>>>>>

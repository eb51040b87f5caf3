use std::collections::BTreeMap;
use std::time::Duration;

pub const ENV_BASE_URL: &str = "RECORDKIT_BASE_URL";
pub const ENV_TIMEOUT_MS: &str = "RECORDKIT_TIMEOUT_MS";
pub const ENV_TOKEN: &str = "RECORDKIT_TOKEN";

/// HTTP client configuration
///
/// Relative record URLs (`/posts/7`) are resolved against `base_url`.
#[derive(Debug, Clone)]
pub struct ClientConfig {
    /// Scheme, host and optional path prefix, e.g. `https://api.example.com/v1`
    pub base_url: String,

    /// Whole-request timeout
    pub timeout: Option<Duration>,

    /// Connection establishment timeout
    pub connect_timeout: Duration,

    /// Headers sent with every request
    pub default_headers: BTreeMap<String, String>,

    /// Bearer token for the `Authorization` header
    pub bearer_token: Option<String>,

    /// User agent string
    pub user_agent: String,
}

impl ClientConfig {
    /// Create a new client configuration
    pub fn new(base_url: &str) -> Self {
        Self {
            base_url: base_url.to_string(),
            timeout: Some(Duration::from_secs(30)),
            connect_timeout: Duration::from_secs(10),
            default_headers: BTreeMap::new(),
            bearer_token: None,
            user_agent: format!("recordkit/{}", env!("CARGO_PKG_VERSION")),
        }
    }

    /// Parse and validate a base URL
    pub fn from_url(url: &str) -> Result<Self, String> {
        let config = Self::new(url.trim());
        config.validate()?;
        Ok(config)
    }

    /// Set the request timeout
    pub fn timeout(mut self, timeout: Duration) -> Self {
        self.timeout = Some(timeout);
        self
    }

    /// Disable the request timeout
    pub fn without_timeout(mut self) -> Self {
        self.timeout = None;
        self
    }

    /// Set connection timeout
    pub fn connect_timeout(mut self, timeout: Duration) -> Self {
        self.connect_timeout = timeout;
        self
    }

    /// Add a default header
    pub fn header(mut self, name: &str, value: &str) -> Self {
        self.default_headers
            .insert(name.to_string(), value.to_string());
        self
    }

    pub fn bearer_token(mut self, token: &str) -> Self {
        self.bearer_token = Some(token.to_string());
        self
    }

    pub fn user_agent(mut self, user_agent: &str) -> Self {
        self.user_agent = user_agent.to_string();
        self
    }

    /// Read configuration from the environment
    ///
    /// `RECORDKIT_BASE_URL` is required, `RECORDKIT_TIMEOUT_MS` and `RECORDKIT_TOKEN` are optional.
    pub fn from_env() -> Result<Self, String> {
        let base_url =
            std::env::var(ENV_BASE_URL).map_err(|_| format!("{} is not set", ENV_BASE_URL))?;
        let mut config = Self::new(&base_url);

        if let Ok(raw) = std::env::var(ENV_TIMEOUT_MS) {
            let millis: u64 = raw
                .parse()
                .map_err(|_| format!("{} must be an integer, got '{}'", ENV_TIMEOUT_MS, raw))?;
            config = config.timeout(Duration::from_millis(millis));
        }
        if let Ok(token) = std::env::var(ENV_TOKEN) {
            config = config.bearer_token(&token);
        }

        config.validate()?;
        Ok(config)
    }

    /// Resolve a record URL against the base URL
    ///
    /// Absolute URLs are returned unchanged.
    pub fn resolve_url(&self, url: &str) -> String {
        if url.starts_with("http://") || url.starts_with("https://") {
            return url.to_string();
        }
        format!(
            "{}/{}",
            self.base_url.trim_end_matches('/'),
            url.trim_start_matches('/')
        )
    }

    /// Describe the configuration without exposing credentials
    pub fn describe(&self) -> String {
        format!(
            "{} (timeout: {:?}, auth: {})",
            self.base_url,
            self.timeout,
            if self.bearer_token.is_some() { "***" } else { "none" }
        )
    }

    /// Validate configuration
    pub fn validate(&self) -> Result<(), String> {
        if self.base_url.is_empty() {
            return Err("Base URL cannot be empty".to_string());
        }

        if !self.base_url.starts_with("http://") && !self.base_url.starts_with("https://") {
            return Err("Base URL must start with 'http://' or 'https://'".to_string());
        }

        if self.timeout == Some(Duration::ZERO) {
            return Err("timeout must be > 0".to_string());
        }

        if self.connect_timeout.is_zero() {
            return Err("connect_timeout must be > 0".to_string());
        }

        Ok(())
    }
}

impl Default for ClientConfig {
    fn default() -> Self {
        Self::new("http://localhost:8080")
    }
}
use super::materialize::materialize;
use super::session::RecordSession;
use crate::core::{RecordError, Result};
use crate::record::{Record, RecordKey};
use crate::transport::{Operation, SyncOptions, prepare_request};
use serde_json::Value;
use tracing::{Instrument, Level, event, info_span};

impl RecordSession {
    /// Reloads `key` from its resource and replaces its snapshot.
    ///
    /// Response keys naming an association become related records. A response that is not
    /// an object is rejected with [`RecordError::InvalidResponse`].
    pub async fn fetch(&self, key: RecordKey, options: SyncOptions) -> Result<RecordKey> {
        let span = info_span!("record.fetch", record = %key);
        self.fetch_record(key, options).instrument(span).await
    }

    async fn fetch_record(&self, key: RecordKey, options: SyncOptions) -> Result<RecordKey> {
        let (request, record_type) = {
            let store = self.store()?;
            let record = store.get(key)?;
            (
                prepare_request(Operation::Read, record, &options, None)?,
                record.record_type().clone(),
            )
        };

        let response = self.transport.perform(request).await?;
        let mut body = record_type.parse(response.body, &options);
        record_type.read_filter_spec().apply(&mut body);
        let Value::Object(payload) = body else {
            event!(Level::WARN, "fetch response is not an object");
            return Err(RecordError::InvalidResponse("Not a valid response type".to_string()));
        };

        let mut store = self.store()?;
        materialize(&self.registry, &mut store, key, payload)?;
        store.get_mut(key)?.mark_synced();
        event!(Level::DEBUG, "record fetched");
        Ok(key)
    }

    /// Creates a record of `type_name` with identifier `id` and fetches it.
    pub async fn fetch_one(&self, type_name: &str, id: Value, options: SyncOptions) -> Result<RecordKey> {
        let key = self.new_record(type_name, None)?;
        self.with_record_mut(key, |record| record.set_id(id))?;
        match self.fetch(key, options).await {
            Ok(key) => Ok(key),
            Err(err) => {
                self.release(key)?;
                Err(err)
            }
        }
    }

    /// Lists the collection of `type_name`. Every element becomes a synced record.
    pub async fn fetch_all(&self, type_name: &str, options: SyncOptions) -> Result<Vec<RecordKey>> {
        let span = info_span!("record.fetch_all", type_name);
        self.fetch_collection(type_name, options).instrument(span).await
    }

    async fn fetch_collection(&self, type_name: &str, options: SyncOptions) -> Result<Vec<RecordKey>> {
        let record_type = self.registry.resolve(type_name)?;
        let request = prepare_request(Operation::Read, &Record::new(record_type.clone()), &options, None)?;

        let response = self.transport.perform(request).await?;
        let Value::Array(items) = record_type.parse(response.body, &options) else {
            event!(Level::WARN, "fetch_all response is not an array");
            return Err(RecordError::InvalidResponse("expecting an array".to_string()));
        };

        let mut store = self.store()?;
        let mut keys = Vec::with_capacity(items.len());
        for mut item in items {
            record_type.read_filter_spec().apply(&mut item);
            let Value::Object(attributes) = item else {
                event!(Level::DEBUG, "fetch_all skipped a non-object element");
                continue;
            };
            let mut record = Record::with_attributes(record_type.clone(), attributes);
            record.mark_synced();
            keys.push(store.insert(record));
        }
        event!(Level::DEBUG, count = keys.len(), "collection fetched");
        Ok(keys)
    }

    /// Deletes the resource behind `key`. A new record has no resource and resolves at once.
    pub async fn destroy(&self, key: RecordKey, options: SyncOptions) -> Result<()> {
        let span = info_span!("record.destroy", record = %key);
        self.destroy_record(key, options).instrument(span).await
    }

    async fn destroy_record(&self, key: RecordKey, options: SyncOptions) -> Result<()> {
        let request = {
            let store = self.store()?;
            let record = store.get(key)?;
            if record.is_new() {
                event!(Level::DEBUG, "record is new, nothing to delete");
                return Ok(());
            }
            prepare_request(Operation::Delete, record, &options, None)?
        };

        self.transport.perform(request).await?;
        event!(Level::DEBUG, "record destroyed");
        Ok(())
    }
}
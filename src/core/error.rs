use crate::validation::ErrorMap;
use thiserror::Error;

#[derive(Error, Debug, Clone)]
pub enum RecordError {
    #[error("Validation failed: {0}")]
    Validation(ErrorMap),

    #[error("Transport error: {0}")]
    Transport(#[from] TransportError),

    #[error("Configuration error: {0}")]
    Configuration(String),

    #[error("Cascade failure on '{type_name}': {reason}")]
    Cascade { type_name: String, reason: String },

    #[error("Invalid response: {0}")]
    InvalidResponse(String),

    #[error("Record type '{0}' is not registered")]
    UnknownType(String),

    #[error("Record type '{0}' has no association named '{1}'")]
    UnknownAssociation(String, String),

    #[error("Record {0} not found in session")]
    RecordNotFound(String),

    #[error("Lock error: {0}")]
    LockError(String),
}

impl RecordError {
    /// Field errors carried by a validation failure.
    pub fn validation_errors(&self) -> Option<&ErrorMap> {
        match self {
            RecordError::Validation(errors) => Some(errors),
            _ => None,
        }
    }

    pub fn is_cascade(&self) -> bool {
        matches!(self, RecordError::Cascade { .. })
    }
}

pub type Result<T> = std::result::Result<T, RecordError>;

impl<T> From<std::sync::PoisonError<T>> for RecordError {
    fn from(err: std::sync::PoisonError<T>) -> Self {
        Self::LockError(err.to_string())
    }
}

/// Failure reported by a [`Transport`](crate::transport::Transport).
///
/// The orchestrator never inspects these beyond logging; they reach the caller unchanged.
#[derive(Error, Debug, Clone, PartialEq)]
pub enum TransportError {
    #[error("HTTP status {status}")]
    Status {
        status: u16,
        body: serde_json::Value,
    },

    #[error("Network error: {0}")]
    Network(String),

    #[error("Decode error: {0}")]
    Decode(String),

    #[error("Request rejected: {0}")]
    Rejected(String),
}

impl TransportError {
    pub fn status(&self) -> Option<u16> {
        match self {
            TransportError::Status { status, .. } => Some(*status),
            _ => None,
        }
    }
}

impl From<reqwest::Error> for TransportError {
    fn from(err: reqwest::Error) -> Self {
        if err.is_decode() {
            TransportError::Decode(err.to_string())
        } else {
            TransportError::Network(err.to_string())
        }
    }
}

impl From<serde_json::Error> for TransportError {
    fn from(err: serde_json::Error) -> Self {
        TransportError::Decode(err.to_string())
    }
}
//! Record session and the save / fetch / destroy operations.

mod cascade;
mod fetch;
mod materialize;
pub mod session;
pub mod settle;

pub use session::RecordSession;
pub use settle::settle_all;
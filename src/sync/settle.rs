use crate::core::Result;
use futures::stream::{FuturesUnordered, StreamExt};
use std::future::Future;
use tracing::{Level, event};

/// Drives `operations` concurrently and settles once.
///
/// Resolves with every value when all operations succeed, or with the first failure as soon
/// as it is observed. Operations still in flight at that point are handed to a background
/// task on the current tokio runtime, so no transport write is abandoned half way; their
/// outcomes are only logged.
pub async fn settle_all<I, F, T>(operations: I) -> Result<Vec<T>>
where
    I: IntoIterator<Item = F>,
    F: Future<Output = Result<T>> + Send + 'static,
    T: Send + 'static,
{
    let mut pending: FuturesUnordered<F> = operations.into_iter().collect();
    let mut settled = Vec::with_capacity(pending.len());

    while let Some(outcome) = pending.next().await {
        match outcome {
            Ok(value) => settled.push(value),
            Err(err) => {
                event!(Level::WARN, error = %err, remaining = pending.len(), "cascade member failed");
                finish_in_background(pending);
                return Err(err);
            }
        }
    }

    Ok(settled)
}

fn finish_in_background<F, T>(mut pending: FuturesUnordered<F>)
where
    F: Future<Output = Result<T>> + Send + 'static,
    T: Send + 'static,
{
    if pending.is_empty() {
        return;
    }
    match tokio::runtime::Handle::try_current() {
        Ok(runtime) => {
            runtime.spawn(async move {
                while let Some(outcome) = pending.next().await {
                    match outcome {
                        Ok(_) => event!(Level::DEBUG, "cascade member completed after the cascade failed"),
                        Err(err) => {
                            event!(Level::DEBUG, error = %err, "cascade member failure ignored, cascade already failed")
                        }
                    }
                }
            });
        }
        Err(_) => {
            event!(Level::WARN, remaining = pending.len(), "no tokio runtime, unfinished cascade members dropped");
        }
    }
}
//! Create Room Handler

use percent_encoding::{AsciiSet, CONTROLS, utf8_percent_encode};
use salvo::{
    http::{HeaderValue, header::LOCATION},
    oapi::{ToSchema, extract::JsonBody},
    prelude::*,
};
use serde::{Deserialize, Serialize};

use hospital_app::domain::rooms::data::NewRoom;

use crate::{
    extensions::*,
    rooms::{errors::into_status_error, get::RoomResponse},
};

/// Create Room Request
#[derive(Debug, Serialize, Deserialize, ToSchema)]
#[serde(rename_all = "camelCase")]
pub(crate) struct CreateRoomRequest {
    pub room_name: String,
}

impl From<CreateRoomRequest> for NewRoom {
    fn from(request: CreateRoomRequest) -> Self {
        NewRoom {
            room_name: request.room_name,
        }
    }
}

/// Bytes escaped when a room name becomes a path segment.
const PATH_SEGMENT: &AsciiSet = &CONTROLS
    .add(b' ')
    .add(b'"')
    .add(b'#')
    .add(b'%')
    .add(b'/')
    .add(b'<')
    .add(b'>')
    .add(b'?')
    .add(b'`')
    .add(b'{')
    .add(b'}');

/// Path of the room resource, with the name percent-encoded.
fn room_location(room_name: &str) -> String {
    format!("/api/rooms/{}", utf8_percent_encode(room_name, PATH_SEGMENT))
}

/// Create Room Handler
#[endpoint(
    tags("rooms"),
    summary = "Create Room",
    responses(
        (status_code = StatusCode::CREATED, description = "Room created"),
        (status_code = StatusCode::CONFLICT, description = "Room already exists"),
        (status_code = StatusCode::BAD_REQUEST, description = "Bad Request"),
    ),
)]
pub(crate) async fn handler(
    json: JsonBody<CreateRoomRequest>,
    depot: &mut Depot,
    res: &mut Response,
) -> Result<Json<RoomResponse>, StatusError> {
    let state = depot.state_or_500()?;
    let request = json.into_inner();

    let location = HeaderValue::from_str(&room_location(&request.room_name))
        .or_500("failed to build location header")?;

    let room = state
        .app
        .rooms
        .create_room(request.into())
        .await
        .map_err(into_status_error)?;

    res.headers_mut().insert(LOCATION, location);
    res.status_code(StatusCode::CREATED);

    Ok(Json(room.into()))
}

<<<<<

TASK PROMPT: Check every line of the entries above, and copy those that carry the string "AsciiSet".

SOLUTION TO THE PROBLEM:
use percent_encoding::{AsciiSet, CONTROLS, utf8_percent_encode};
const PATH_SEGMENT: &AsciiSet = &CONTROLS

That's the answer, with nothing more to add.